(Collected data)

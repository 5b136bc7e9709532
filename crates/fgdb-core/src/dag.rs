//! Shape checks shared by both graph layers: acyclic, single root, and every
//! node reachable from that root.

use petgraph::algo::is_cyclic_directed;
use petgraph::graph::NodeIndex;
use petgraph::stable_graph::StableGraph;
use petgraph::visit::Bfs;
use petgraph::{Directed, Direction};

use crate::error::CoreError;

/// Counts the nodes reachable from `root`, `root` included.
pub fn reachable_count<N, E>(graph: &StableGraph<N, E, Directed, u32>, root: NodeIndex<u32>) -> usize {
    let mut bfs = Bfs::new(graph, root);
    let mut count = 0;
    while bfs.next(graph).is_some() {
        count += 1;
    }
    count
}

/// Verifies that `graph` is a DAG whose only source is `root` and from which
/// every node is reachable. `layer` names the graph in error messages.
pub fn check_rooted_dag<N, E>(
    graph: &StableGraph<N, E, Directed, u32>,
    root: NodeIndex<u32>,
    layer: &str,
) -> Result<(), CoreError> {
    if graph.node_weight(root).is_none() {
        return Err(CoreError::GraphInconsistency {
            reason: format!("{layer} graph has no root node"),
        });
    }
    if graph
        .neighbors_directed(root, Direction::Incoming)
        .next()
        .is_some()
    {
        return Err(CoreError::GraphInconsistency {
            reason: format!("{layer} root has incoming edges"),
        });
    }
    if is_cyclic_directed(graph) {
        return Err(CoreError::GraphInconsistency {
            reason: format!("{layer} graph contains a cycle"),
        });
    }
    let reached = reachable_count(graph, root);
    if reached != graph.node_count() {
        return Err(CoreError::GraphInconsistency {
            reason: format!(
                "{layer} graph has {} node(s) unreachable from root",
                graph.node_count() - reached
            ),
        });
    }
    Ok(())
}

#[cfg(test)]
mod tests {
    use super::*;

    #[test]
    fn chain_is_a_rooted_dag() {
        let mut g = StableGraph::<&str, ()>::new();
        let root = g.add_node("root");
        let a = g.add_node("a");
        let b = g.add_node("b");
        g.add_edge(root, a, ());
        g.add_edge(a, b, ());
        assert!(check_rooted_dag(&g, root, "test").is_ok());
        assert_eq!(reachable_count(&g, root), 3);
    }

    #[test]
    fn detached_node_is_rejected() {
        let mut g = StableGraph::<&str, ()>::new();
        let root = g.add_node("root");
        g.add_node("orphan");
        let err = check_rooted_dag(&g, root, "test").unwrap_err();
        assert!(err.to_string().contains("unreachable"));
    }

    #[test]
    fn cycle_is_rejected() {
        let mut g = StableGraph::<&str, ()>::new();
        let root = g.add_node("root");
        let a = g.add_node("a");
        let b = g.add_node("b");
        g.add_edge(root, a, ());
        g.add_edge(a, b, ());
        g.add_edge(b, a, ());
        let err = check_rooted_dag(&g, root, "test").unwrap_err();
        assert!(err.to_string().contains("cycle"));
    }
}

### Directions
This exercise calls for the entries to be restated exactly.

### Answer to this exercise
repository 5b136bc7e9709532
filename crates/fgdb-core/src/dag.rs
//! Shape checks shared by both graph layers: acyclic, single root, and every
//! node reachable from that root.

use petgraph::algo::is_cyclic_directed;
use petgraph::graph::NodeIndex;
use petgraph::stable_graph::StableGraph;
use petgraph::visit::Bfs;
use petgraph::{Directed, Direction};

use crate::error::CoreError;

/// Counts the nodes reachable from `root`, `root` included.
pub fn reachable_count<N, E>(graph: &StableGraph<N, E, Directed, u32>, root: NodeIndex<u32>) -> usize {
    let mut bfs = Bfs::new(graph, root);
    let mut count = 0;
    while bfs.next(graph).is_some() {
        count += 1;
    }
    count
}

/// Verifies that `graph` is a DAG whose only source is `root` and from which
/// every node is reachable. `layer` names the graph in error messages.
pub fn check_rooted_dag<N, E>(
    graph: &StableGraph<N, E, Directed, u32>,
    root: NodeIndex<u32>,
    layer: &str,
) -> Result<(), CoreError> {
    if graph.node_weight(root).is_none() {
        return Err(CoreError::GraphInconsistency {
            reason: format!("{layer} graph has no root node"),
        });
    }
    if graph
        .neighbors_directed(root, Direction::Incoming)
        .next()
        .is_some()
    {
        return Err(CoreError::GraphInconsistency {
            reason: format!("{layer} root has incoming edges"),
        });
    }
    if is_cyclic_directed(graph) {
        return Err(CoreError::GraphInconsistency {
            reason: format!("{layer} graph contains a cycle"),
        });
    }
    let reached = reachable_count(graph, root);
    if reached != graph.node_count() {
        return Err(CoreError::GraphInconsistency {
            reason: format!(
                "{layer} graph has {} node(s) unreachable from root",
                graph.node_count() - reached
            ),
        });
    }
    Ok(())
}

#[cfg(test)]
mod tests {
    use super::*;

    #[test]
    fn chain_is_a_rooted_dag() {
        let mut g = StableGraph::<&str, ()>::new();
        let root = g.add_node("root");
        let a = g.add_node("a");
        let b = g.add_node("b");
        g.add_edge(root, a, ());
        g.add_edge(a, b, ());
        assert!(check_rooted_dag(&g, root, "test").is_ok());
        assert_eq!(reachable_count(&g, root), 3);
    }

    #[test]
    fn detached_node_is_rejected() {
        let mut g = StableGraph::<&str, ()>::new();
        let root = g.add_node("root");
        g.add_node("orphan");
        let err = check_rooted_dag(&g, root, "test").unwrap_err();
        assert!(err.to_string().contains("unreachable"));
    }

    #[test]
    fn cycle_is_rejected() {
        let mut g = StableGraph::<&str, ()>::new();
        let root = g.add_node("root");
        let a = g.add_node("a");
        let b = g.add_node("b");
        g.add_edge(root, a, ());
        g.add_edge(a, b, ());
        g.add_edge(b, a, ());
        let err = check_rooted_dag(&g, root, "test").unwrap_err();
        assert!(err.to_string().contains("cycle"));
    }
}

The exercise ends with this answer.